Imperial, overstretched

10 Nov

The development company that renovated the Imperial Hotel is in pretty dire straights, which could be very bad news for the people living there.

Imperial Hotel - Peachtree at Ivan Allen

According to Monday’s AJC, Progressive Redevelopment Inc. is in default on loans for six properties, the largest of which is the 120-unit apartment building at Peachtree and Ivan Allen. It’s scheduled to be sold at auction in January.

“Most of the money to rehabilitate the Imperial — about $8 million — came from low interest loans, tax credits and grants from Atlanta and the state. About $2 million is still owed to the city and the state, most of which will be lost in foreclosure.”
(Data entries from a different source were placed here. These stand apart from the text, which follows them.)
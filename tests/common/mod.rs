//! Shared fixture for enrollment integration tests.
//!
//! Wires the orchestrator to in-memory adapters and the mock gateway, the
//! same way the development binary does without a database or Stripe key.

#![allow(dead_code)]

use std::sync::Arc;
use std::time::Duration;

use club_enrollment::adapters::events::InMemoryEventBus;
use club_enrollment::adapters::gateway::MockPaymentGateway;
use club_enrollment::adapters::memory::{
    InMemoryEnrollmentStore, InMemoryIntentRegistry, InMemoryItemCatalog,
    InMemoryReconciliationLog,
};
use club_enrollment::application::handlers::enrollment::{
    ConfirmationHandler, EnrollmentCommitter, EnrollmentOrchestrator, EnrollmentSession,
    IntentServiceClient, NotificationHook, OrchestratorConfig,
};
use club_enrollment::domain::enrollment::{
    ClientSecret, EnrollableItem, EnrollmentRequest, EnrollmentStatus, PaymentDetails,
};
use club_enrollment::domain::foundation::{IdempotencyKey, ItemId, Money, UserId};
use club_enrollment::ports::PaymentGateway;

pub struct Harness {
    pub gateway: MockPaymentGateway,
    pub store: InMemoryEnrollmentStore,
    pub catalog: InMemoryItemCatalog,
    pub reconciliation: InMemoryReconciliationLog,
    pub bus: Arc<InMemoryEventBus>,
    pub orchestrator: Arc<EnrollmentOrchestrator>,
}

impl Harness {
    pub fn new() -> Self {
        let gateway = MockPaymentGateway::new();
        Self::with_gateway(gateway.clone(), Arc::new(gateway))
    }

    /// Routes gateway traffic through `gateway` while keeping `mock` for assertions.
    pub fn with_gateway(mock: MockPaymentGateway, gateway: Arc<dyn PaymentGateway>) -> Self {
        let store = InMemoryEnrollmentStore::new();
        let catalog = InMemoryItemCatalog::new();
        let reconciliation = InMemoryReconciliationLog::new();
        let bus = Arc::new(InMemoryEventBus::new());
        let timeout = Duration::from_secs(5);

        let orchestrator = Arc::new(EnrollmentOrchestrator::new(
            Arc::new(catalog.clone()),
            IntentServiceClient::new(
                gateway.clone(),
                Arc::new(InMemoryIntentRegistry::new()),
                "usd",
                timeout,
            ),
            ConfirmationHandler::new(gateway, timeout),
            EnrollmentCommitter::new(
                Arc::new(store.clone()),
                Arc::new(reconciliation.clone()),
                timeout,
            ),
            NotificationHook::new(bus.clone()),
            OrchestratorConfig {
                retry_backoff: Duration::from_millis(1),
                ..OrchestratorConfig::default()
            },
        ));

        Self {
            gateway: mock,
            store,
            catalog,
            reconciliation,
            bus,
            orchestrator,
        }
    }

    pub fn committer(&self) -> EnrollmentCommitter {
        EnrollmentCommitter::new(
            Arc::new(self.store.clone()),
            Arc::new(self.reconciliation.clone()),
            Duration::from_secs(5),
        )
    }

    pub async fn club(&self, cents: i64) -> EnrollableItem {
        let club = EnrollableItem::club(ItemId::new(), "Chess Club", money(cents));
        self.catalog.insert(club.clone()).await;
        club
    }

    pub async fn event(&self, cents: i64, capacity: Option<u32>) -> EnrollableItem {
        let event = EnrollableItem::event(
            ItemId::new(),
            ItemId::new(),
            "Spring Tournament",
            money(cents),
            capacity,
        )
        .unwrap();
        self.catalog.insert(event.clone()).await;
        event
    }
}

pub fn money(cents: i64) -> Money {
    Money::from_cents(cents).unwrap()
}

pub fn payer(id: &str) -> UserId {
    UserId::new(id).unwrap()
}

pub fn request(payer_id: &str, item: &EnrollableItem) -> EnrollmentRequest {
    EnrollmentRequest::new(
        payer(payer_id),
        item.id,
        item.kind,
        IdempotencyKey::generate(),
    )
}

pub fn card() -> PaymentDetails {
    PaymentDetails::new("pm_card_visa")
}

/// Reads statuses until the session asks for payment details.
pub async fn awaiting_details(session: &mut EnrollmentSession) -> ClientSecret {
    loop {
        match session.next_status().await {
            Some(EnrollmentStatus::AwaitingPaymentDetails { client_secret }) => {
                return client_secret
            }
            Some(status) if !status.is_terminal() => continue,
            other => panic!("expected AwaitingPaymentDetails, got {:?}", other),
        }
    }
}

/// Polls until `check` holds or one second passes.
pub async fn eventually(mut check: impl FnMut() -> bool) -> bool {
    for _ in 0..100 {
        if check() {
            return true;
        }
        tokio::time::sleep(Duration::from_millis(10)).await;
    }
    check()
}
PRI specialized in developing residential properties for low-income residents and more than 1000 families stand to lose their homes because of the defaults, the AJC said.
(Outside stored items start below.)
//! PostgreSQL adapters - Database implementations for repository ports.
//!
//! - `PostgresEnrollmentStore` - Atomic enrollment + payment record commits
//! - `PostgresReconciliationLog` - Durable reconciliation entries
//!
//! Schema lives in `migrations/`.

mod enrollment_store;
mod reconciliation_log;

pub use enrollment_store::PostgresEnrollmentStore;
pub use reconciliation_log::PostgresReconciliationLog;
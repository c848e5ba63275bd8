//! EnrollmentOrchestrator - Runs one enrollment action end to end.
//!
//! ```text
//! begin_enrollment
//!   ├─ load item, resolve fee, verify asserted amount
//!   ├─ free ──────────────────────────────────────────────► commit
//!   └─ paid ─► obtain intent ─► AwaitingPaymentDetails ─► confirm ─► commit
//!                                  ▲                        │
//!                                  └──── PaymentDeclined ◄──┘
//! ```
//!
//! Each request runs sequentially on its own task; many run concurrently.
//! The orchestrator takes no locks of its own. Capacity and uniqueness are
//! enforced by the store during commit.
//!
//! Concurrent sessions with the same idempotency key share one intent.
//! Abandoning one of them only cancels the intent at the gateway when no
//! other session still holds it.

use std::future::Future;
use std::ops::ControlFlow;
use std::sync::Arc;
use std::time::Duration;

use tracing::{error, info, info_span, warn, Instrument};

use crate::domain::enrollment::{
    EnrollableItem, EnrollmentError, EnrollmentOutcome, EnrollmentRequest, EnrollmentStatus,
    FeeResolver, IntentStatus, PaymentDetails, PaymentRef,
};
use crate::domain::foundation::Money;
use crate::ports::{ItemCatalog, ReconciliationKind};

use super::committer::{CommitEnrollmentCommand, EnrollmentCommitter};
use super::confirmation::{CancelResult, ConfirmationHandler, ConfirmationResult, IntentConfirmation};
use super::intent_client::{IntentLease, IntentServiceClient, ObtainIntentCommand, ObtainedIntent};
use super::notification::NotificationHook;
use super::session::{EnrollmentSession, SessionAction, SessionChannels};
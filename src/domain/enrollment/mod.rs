//! Enrollment domain - Payment-gated enrollment in clubs and events.
//!
//! # Core Concepts
//!
//! - **EnrollableItem**: A club (joined) or event (registered for), with a fee
//!   and, for events, an optional capacity
//! - **PaymentIntent**: Gateway-owned two-phase payment (create, confirm)
//! - **Enrollment / PaymentRecord**: Written together by the committer or not at all
//! - **EnrollmentStatus**: Progress streamed to the UI for one request
//!
//! # Free Path
//!
//! Items with a zero fee skip the gateway entirely. The payment record
//! carries a synthetic reference derived from (payer, item, time bucket).

mod confirmation;
mod errors;
mod events;
mod fee;
mod intent;
mod item;
mod payment_record;
mod record;
mod request;
mod status;

pub use confirmation::ConfirmationState;
pub use errors::EnrollmentError;
pub use events::{CapacityExceededAfterCharge, EnrollmentCanceled, EnrollmentCommitted};
pub use fee::{FeeQuote, FeeResolver};
pub use intent::{
    ClientSecret, IntentHandle, IntentId, IntentStatus, PaymentDetails, PaymentIntent,
};
pub use item::{EnrollableItem, ItemKind};
pub use payment_record::{PaymentRecord, PaymentRecordStatus, PaymentRef, PaymentType};
pub use record::{Enrollment, EnrollmentKind, EnrollmentState};
pub use request::EnrollmentRequest;
pub use status::{EnrollmentOutcome, EnrollmentStatus, FailureReason};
“The company, ranked by the state as Georgia’s largest nonprofit developer, built or refurbished 38 projects with 4,000 apartments in 21 years, most in metro Atlanta.
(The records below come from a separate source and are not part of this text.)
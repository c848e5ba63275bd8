//! EventSubscriber port - Interface for subscribing to domain events.

use async_trait::async_trait;
use std::sync::Arc;

use crate::domain::foundation::{DomainError, EventEnvelope};

/// Handler for processing domain events.
///
/// Handlers must be idempotent and must not assume they run inside the
/// transaction that produced the event.
///
/// ```ignore
/// #[async_trait]
/// impl EventHandler for SeatCounterRefresher {
///     async fn handle(&self, event: EventEnvelope) -> Result<(), DomainError> {
///         let payload: EnrollmentCommitted = event.payload_as()?;
///         self.cache.invalidate_item(&payload.item_id).await
///     }
///
///     fn name(&self) -> &'static str {
///         "SeatCounterRefresher"
///     }
/// }
/// ```
#[async_trait]
pub trait EventHandler: Send + Sync {
    /// Process an event.
    async fn handle(&self, event: EventEnvelope) -> Result<(), DomainError>;

    /// Handler name for logging.
    fn name(&self) -> &'static str;
}

/// Port for subscribing to domain events by type.
pub trait EventSubscriber: Send + Sync {
    /// Subscribe handler to a specific event type.
    fn subscribe(&self, event_type: &str, handler: Arc<dyn EventHandler>);

    /// Subscribe the same handler to several event types.
    fn subscribe_all(&self, event_types: &[&str], handler: Arc<dyn EventHandler>) {
        for event_type in event_types {
            self.subscribe(event_type, handler.clone());
        }
    }
}

/// Combined publish and subscribe capability.
pub trait EventBus: super::EventPublisher + EventSubscriber {}

impl<T: super::EventPublisher + EventSubscriber> EventBus for T {}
PRI and a few partners owe more than $74 million and PRI is in default on at least 10 loans worth $8 million, including $5 million in government-backed loans.”

PRI already lost financial assistance from the state’s Department of Community Affairs earlier this year. DCA was the developer’s primary funding source.

It’s hard to decide whether to be concerned about the Imperial being sold. Is anyone really just itching to get his hands on a 99-year-old building that would require another renovation and an indeterminate number of years to draw profitable tenants?

It also seems unlikely that neither the state nor the city will step in before the worst happens. Allowing the low-income and formerly homeless residents of that building to be evicted would reflect badly on the state and would do nothing for Atlanta’s reputation as less-than-adept at addressing homelessness.

Finally, the Imperial sits just a block south of the Pine Street shelter, which was foreclosed on more than six months ago. Attorneys for that building’s new owner are still trying to wrestle it away from Metro Atlanta Task Force for the Homeless. The city is already defending itself against a lawsuit in which MATFH accused it of helping to orchestrate the foreclosure, so the mayor isn’t likely to want the city to be cast – again – as indifferent toward very poor people by allowing the Imperial’s residents to be put on the street.

But money to keep any of PRI’s properties afloat has to come from somewhere, and the bottom of the city’s and state’s budget barrels might have already been scraped. Measures that were unthinkable just a few years ago have had to be taken in plenty of other instances, so things could definitely go either way.